The practice of citing other articles has been around since the first journals appeared in the 17th century and it's a crucial
part of the scientific process. So naturally, with online journals there is immense value in users being able to go to a cited
item with one or two clicks.
Another important trend is the development of the article economy - journal issues are becoming less important. Most publishers
now post articles online, “ahead of print”, without volume, issue and page number, and for many journals the e-article is the article “of record”. Because of this trend and the need for reference links, uniquely identifying each article, creating standardized
metadata and creating a system to link references are of critical importance for publishers.
UNIQUE IDENTIFICATION OF CONTENT ONLINE
The Digital Object Identifier (DOI) is the answer to uniquely identifying content online. The DOI has been called a bar code
for digital objects. It's a string of letters and numbers that uniquely identifies a piece of content and provides a persistent
link to the location of the content. Broken and outdated URLs are a real problem on the web and DOIs help to solve this problem.
DOIs are flexible and can be assigned to any type of content at any level of granularity - for example a DOI can be assigned
to an article and to a figure, image or table from an article. Or looking at larger groupings, a DOI can be assigned to a
book or a journal at the title level. The basic rule is that you identify whatever you need to identify. A DOI number is registered,
along with a URL, in the central DOI system. By sending a DOI to the DOI Directory the user is linked to the URL registered by the publisher. The DOI Directory comes into play when a user clicks on a DOI
link - the DOI system automatically resolves the DOI to the URL deposited by the publishers. This happens as an automatic
redirect in the user's browser . Adding this level of indirection through a central DOI Directory helps ensure that DOIs are
persistent. While the location of content may change, or ownership of content might change, the DOI itself does not change.
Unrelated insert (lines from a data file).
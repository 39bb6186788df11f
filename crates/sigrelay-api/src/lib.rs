//! sigrelay-api - REST API over stored messages and trade signals.
//!
//! # Routes
//!
//! ```text
//! GET  /               healthcheck
//! GET  /messages       paginated messages, newest first
//! GET  /messages/text  text of the newest 100 messages
//! POST /messages       create one message or a batch
//! GET  /trades         newest 100 trade signals
//! POST /trades         validate and create signals, per-item errors inline
//! GET  /metrics        Prometheus text exposition
//! ```
//!
//! # Usage
//!
//! ```ignore
//! use sigrelay_api::{bind_with_retry, create_router, serve, ApiConfig, AppState};
//!
//! let listener = bind_with_retry(&config).await?;
//! let port = listener.local_addr()?.port();
//! let router = create_router(AppState::new(store, config).with_port(port));
//! serve(listener, router, shutdown_token).await?;
//! ```

mod config;
mod error;
mod handlers;
mod server;
mod state;
mod types;

pub use config::ApiConfig;
pub use error::{ApiError, ApiResult};
pub use server::{bind_with_retry, create_router, serve};
pub use state::AppState;
pub use types::{HealthResponse, MessagePage, MessageSubmission, PageParams, TradeBatchResponse};
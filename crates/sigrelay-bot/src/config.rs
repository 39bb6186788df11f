//! Application configuration.
//!
//! Layers, later wins: built-in defaults, an optional TOML file, then
//! environment variables (`PORT`, `DATABASE_URL`, `BOT_TOKEN`, `TARGET_ID`,
//! `CAPTURE_MODE`, `APP_ENV` / `NODE_ENV`, `TELEGRAM_API_URL`,
//! `DB_MAX_CONNECTIONS`).

use crate::error::{AppError, AppResult};
use serde::{Deserialize, Serialize};
use sigrelay_api::ApiConfig;
use sigrelay_ingest::{CaptureMode, IngestConfig, DEFAULT_API_URL};
use sigrelay_store::PgStoreConfig;
use std::str::FromStr;
use std::time::Duration;

/// Database configuration.
#[derive(Debug, Clone, Serialize, Deserialize)]
pub struct DatabaseConfig {
    /// `postgres://...`. Required.
    #[serde(default)]
    pub url: Option<String>,
    #[serde(default = "default_max_connections")]
    pub max_connections: u32,
    #[serde(default = "default_acquire_timeout_secs")]
    pub acquire_timeout_secs: u64,
}

fn default_max_connections() -> u32 {
    5
}

fn default_acquire_timeout_secs() -> u64 {
    10
}

impl Default for DatabaseConfig {
    fn default() -> Self {
        Self {
            url: None,
            max_connections: default_max_connections(),
            acquire_timeout_secs: default_acquire_timeout_secs(),
        }
    }
}

/// Telegram ingestion configuration.
#[derive(Debug, Clone, Serialize, Deserialize)]
pub struct TelegramConfig {
    /// Bot token. Ingestion is disabled without it.
    #[serde(default, skip_serializing)]
    pub bot_token: Option<String>,
    #[serde(default = "default_api_url")]
    pub api_url: String,
    #[serde(default)]
    pub capture_mode: CaptureMode,
    /// Chat accepted in targeted mode.
    #[serde(default)]
    pub target_id: Option<String>,
    /// Long-poll timeout for `getUpdates`.
    #[serde(default = "default_poll_timeout_secs")]
    pub poll_timeout_secs: u64,
    /// Bound on handling one chat event.
    #[serde(default = "default_handler_timeout_secs")]
    pub handler_timeout_secs: u64,
    #[serde(default = "default_launch_attempts")]
    pub launch_attempts: u32,
    #[serde(default = "default_launch_backoff_secs")]
    pub launch_backoff_secs: u64,
    /// Pause after a polling error.
    #[serde(default = "default_retry_delay_secs")]
    pub retry_delay_secs: u64,
}

fn default_api_url() -> String {
    DEFAULT_API_URL.to_string()
}

fn default_poll_timeout_secs() -> u64 {
    30
}

fn default_handler_timeout_secs() -> u64 {
    90
}

fn default_launch_attempts() -> u32 {
    3
}

fn default_launch_backoff_secs() -> u64 {
    5
}

fn default_retry_delay_secs() -> u64 {
    3
}

impl Default for TelegramConfig {
    fn default() -> Self {
        Self {
            bot_token: None,
            api_url: default_api_url(),
            capture_mode: CaptureMode::default(),
            target_id: None,
            poll_timeout_secs: default_poll_timeout_secs(),
            handler_timeout_secs: default_handler_timeout_secs(),
            launch_attempts: default_launch_attempts(),
            launch_backoff_secs: default_launch_backoff_secs(),
            retry_delay_secs: default_retry_delay_secs(),
        }
    }
}

/// Shutdown configuration.
#[derive(Debug, Clone, Serialize, Deserialize)]
pub struct ShutdownConfig {
    /// Drain deadline before the process force-exits.
    #[serde(default = "default_drain_timeout_secs")]
    pub drain_timeout_secs: u64,
}

fn default_drain_timeout_secs() -> u64 {
    15
}

impl Default for ShutdownConfig {
    fn default() -> Self {
        Self {
            drain_timeout_secs: default_drain_timeout_secs(),
        }
    }
}

/// Application configuration.
#[derive(Debug, Clone, Default, Serialize, Deserialize)]
pub struct AppConfig {
    /// Environment label (`production`, `development`, ...).
    #[serde(default)]
    pub environment: Option<String>,
    #[serde(default)]
    pub database: DatabaseConfig,
    #[serde(default)]
    pub api: ApiConfig,
    #[serde(default)]
    pub telegram: TelegramConfig,
    #[serde(default)]
    pub shutdown: ShutdownConfig,
}

impl AppConfig {
    /// Load from a TOML file.
    pub fn from_file(path: &str) -> AppResult<Self> {
        let content = std::fs::read_to_string(path)
            .map_err(|e| AppError::Config(format!("Failed to read config {path}: {e}")))?;
        Self::from_toml(&content)
    }

    pub fn from_toml(content: &str) -> AppResult<Self> {
        toml::from_str(content).map_err(|e| AppError::Config(format!("Failed to parse config: {e}")))
    }

    /// Defaults or `path`, then the process environment.
    pub fn load(path: Option<&str>) -> AppResult<Self> {
        let mut config = match path {
            Some(path) => Self::from_file(path)?,
            None => Self::default(),
        };
        config.apply_env(|key| std::env::var(key).ok())?;
        Ok(config)
    }

    /// Apply environment overrides. Empty values count as unset.
    pub fn apply_env<F>(&mut self, lookup: F) -> AppResult<()>
    where
        F: Fn(&str) -> Option<String>,
    {
        let get = |key: &str| lookup(key).filter(|v| !v.trim().is_empty());

        if let Some(port) = get("PORT") {
            self.api.port = parse_env("PORT", &port)?;
        }
        if let Some(url) = get("DATABASE_URL") {
            self.database.url = Some(url);
        }
        if let Some(max) = get("DB_MAX_CONNECTIONS") {
            self.database.max_connections = parse_env("DB_MAX_CONNECTIONS", &max)?;
        }
        if let Some(token) = get("BOT_TOKEN") {
            self.telegram.bot_token = Some(token);
        }
        if let Some(target) = get("TARGET_ID") {
            self.telegram.target_id = Some(target.trim().to_string());
        }
        if let Some(mode) = get("CAPTURE_MODE") {
            self.telegram.capture_mode =
                CaptureMode::from_str(&mode).map_err(|e| AppError::Config(e.to_string()))?;
        }
        if let Some(url) = get("TELEGRAM_API_URL") {
            self.telegram.api_url = url;
        }
        if let Some(env) = get("APP_ENV").or_else(|| get("NODE_ENV")) {
            self.environment = Some(env);
        }
        Ok(())
    }

    pub fn store_config(&self) -> AppResult<PgStoreConfig> {
        let url = self
            .database
            .url
            .as_deref()
            .ok_or_else(|| AppError::Config("DATABASE_URL is required".to_string()))?;
        let mut config = PgStoreConfig::new(url);
        config.max_connections = self.database.max_connections;
        config.acquire_timeout = Duration::from_secs(self.database.acquire_timeout_secs);
        Ok(config)
    }

    /// API settings with the environment label filled in.
    pub fn api_config(&self) -> ApiConfig {
        ApiConfig {
            environment: self.environment.clone(),
            ..self.api.clone()
        }
    }

    pub fn ingest_config(&self) -> IngestConfig {
        let t = &self.telegram;
        IngestConfig {
            capture_mode: t.capture_mode,
            target_id: t.target_id.clone(),
            handler_timeout: Duration::from_secs(t.handler_timeout_secs),
            probe_attempts: t.launch_attempts,
            probe_backoff: Duration::from_secs(t.launch_backoff_secs),
            retry_delay: Duration::from_secs(t.retry_delay_secs),
        }
    }

    pub fn drain_timeout(&self) -> Duration {
        Duration::from_secs(self.shutdown.drain_timeout_secs)
    }

    pub fn is_production(&self) -> bool {
        self.environment.as_deref() == Some("production")
    }
}

fn parse_env<T: FromStr>(key: &str, value: &str) -> AppResult<T>
where
    T::Err: std::fmt::Display,
{
    value
        .trim()
        .parse()
        .map_err(|e| AppError::Config(format!("Invalid {key}={value:?}: {e}")))
}

#[cfg(test)]
mod tests {
    use super::*;
    use std::collections::HashMap;

    fn env(pairs: &[(&str, &str)]) -> impl Fn(&str) -> Option<String> {
        let map: HashMap<String, String> = pairs
            .iter()
            .map(|(k, v)| (k.to_string(), v.to_string()))
            .collect();
        move |key| map.get(key).cloned()
    }

    #[test]
    fn test_default_config() {
        let config = AppConfig::default();
        assert_eq!(config.api.port, 3000);
        assert_eq!(config.api.bind_address, "0.0.0.0");
        assert_eq!(config.telegram.capture_mode, CaptureMode::Targeted);
        assert_eq!(config.telegram.handler_timeout_secs, 90);
        assert_eq!(config.telegram.launch_attempts, 3);
        assert_eq!(config.drain_timeout(), Duration::from_secs(15));
        assert!(config.store_config().is_err());
    }

    #[test]
    fn test_env_overrides() {
        let mut config = AppConfig::default();
        config
            .apply_env(env(&[
                ("PORT", "8081"),
                ("DATABASE_URL", "postgres://localhost/relay"),
                ("BOT_TOKEN", "1:abc"),
                ("TARGET_ID", " -100123 "),
                ("CAPTURE_MODE", "open"),
                ("NODE_ENV", "production"),
                ("DB_MAX_CONNECTIONS", "12"),
            ]))
            .unwrap();

        assert_eq!(config.api.port, 8081);
        assert_eq!(config.telegram.target_id.as_deref(), Some("-100123"));
        assert_eq!(config.telegram.capture_mode, CaptureMode::Open);
        assert!(config.is_production());
        assert_eq!(config.api_config().environment.as_deref(), Some("production"));

        let store = config.store_config().unwrap();
        assert_eq!(store.database_url, "postgres://localhost/relay");
        assert_eq!(store.max_connections, 12);
    }

    #[test]
    fn test_app_env_wins_over_node_env() {
        let mut config = AppConfig::default();
        config
            .apply_env(env(&[("NODE_ENV", "development"), ("APP_ENV", "staging")]))
            .unwrap();
        assert_eq!(config.environment.as_deref(), Some("staging"));
    }

    #[test]
    fn test_invalid_values_rejected() {
        let mut config = AppConfig::default();
        assert!(config.apply_env(env(&[("PORT", "http")])).is_err());
        assert!(config.apply_env(env(&[("PORT", "70000")])).is_err());
        assert!(config.apply_env(env(&[("CAPTURE_MODE", "all")])).is_err());
    }

    #[test]
    fn test_empty_env_is_unset() {
        let mut config = AppConfig::default();
        config.apply_env(env(&[("BOT_TOKEN", ""), ("PORT", " ")])).unwrap();
        assert!(config.telegram.bot_token.is_none());
        assert_eq!(config.api.port, 3000);
    }

    #[test]
    fn test_toml_layer() {
        let config = AppConfig::from_toml(
            r#"
            environment = "development"

            [api]
            port = 4000
            max_page_limit = 500

            [telegram]
            capture_mode = "open"
            target_id = "42"
            "#,
        )
        .unwrap();
        assert_eq!(config.api.port, 4000);
        assert_eq!(config.api.max_port_attempts, 10);
        assert_eq!(config.api.max_page_limit, Some(500));
        assert_eq!(config.telegram.capture_mode, CaptureMode::Open);
        assert_eq!(config.telegram.poll_timeout_secs, 30);
    }

    #[test]
    fn test_token_not_serialized() {
        let mut config = AppConfig::default();
        config.telegram.bot_token = Some("1:secret".to_string());
        let toml_str = toml::to_string(&config).unwrap();
        assert!(!toml_str.contains("secret"));
    }
}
Of course, publishers have an obligation to keep the URL up-to-date. The DOI supplements the traditional bibliographic data,
it doesn't replace it.
HOW DOES CROSSREF FIT INTO THIS?
CrossRef is a non-profit membership association of publishers. By creating a non-profit membership organization, with by-laws and
rules of fair play, the publishers overcame most of their competitive fears by creating a level playing field. CrossRef provides
both a technical and a business infrastructure to enable linking and also provides a structure for determining policies and
resolving issues. And, importantly, CrossRef establishes a central source for linking without the need for publishers to negotiate
bi-lateral agreements and processes with other publishers. The CrossRef mission statement is: “To provide services that bring the scholar to authoritative primary content, focusing on services that are best achieved
through collective agreement by publishers”.
CrossRef is also an official IDF (International DOI Foundation) Registration Agency (RA). This means that CrossRef is officially authorized to register DOIs
for its members. The IDF runs the global DOI system and sets the basic standards for how DOIs work and what metadata is needed.
As an RA, CrossRef uses the infrastructure provided by the IDF but also actively works with the IDF and other RAs on developing
the DOI system. CrossRef sets the specific rules for DOIs and metadata for the scholarly community, collects the metadata
and DOIs and represents its members on the IDF board, Technical Working Group and the Registration Agencies Working Group.
CrossRef also works with, and establishes, guidelines and standards. For instance, CrossRef has many rules to insure that
linking is reciprocal and fair across all its member publishers. Also, this year we published DOI Guidelines on the use of
DOIs in journal articles and citations.
How Does CrossRef Work?
The first step is for publishers to deposit their article metadata, including a DOI and URL with CrossRef in a central metadata
database. The publishers do not send abstracts and full text to CrossRef, just bibliographic data. Once all the article metadata
is collected centrally, organizations (all types of publishers, vendors and libraries) can query the database using bibliographic
metadata to find the DOI for an article that they want to link to. The metadata database acts like a telephone directory for
journal articles. Once a DOI is retrieved from CrossRef, the publisher, database producer or library then adds a DOI link
(it may say “CrossRef” or just “Full Text”). An end user then clicks on this link and the DOI resolves to the URL registered by the publisher. The user goes
to the publisher's site and the terms of access to the full text are determined by the publisher - in most cases the users
gets at least the abstract. CrossRef rules require that all users see at least a full bibliographic citation for an article.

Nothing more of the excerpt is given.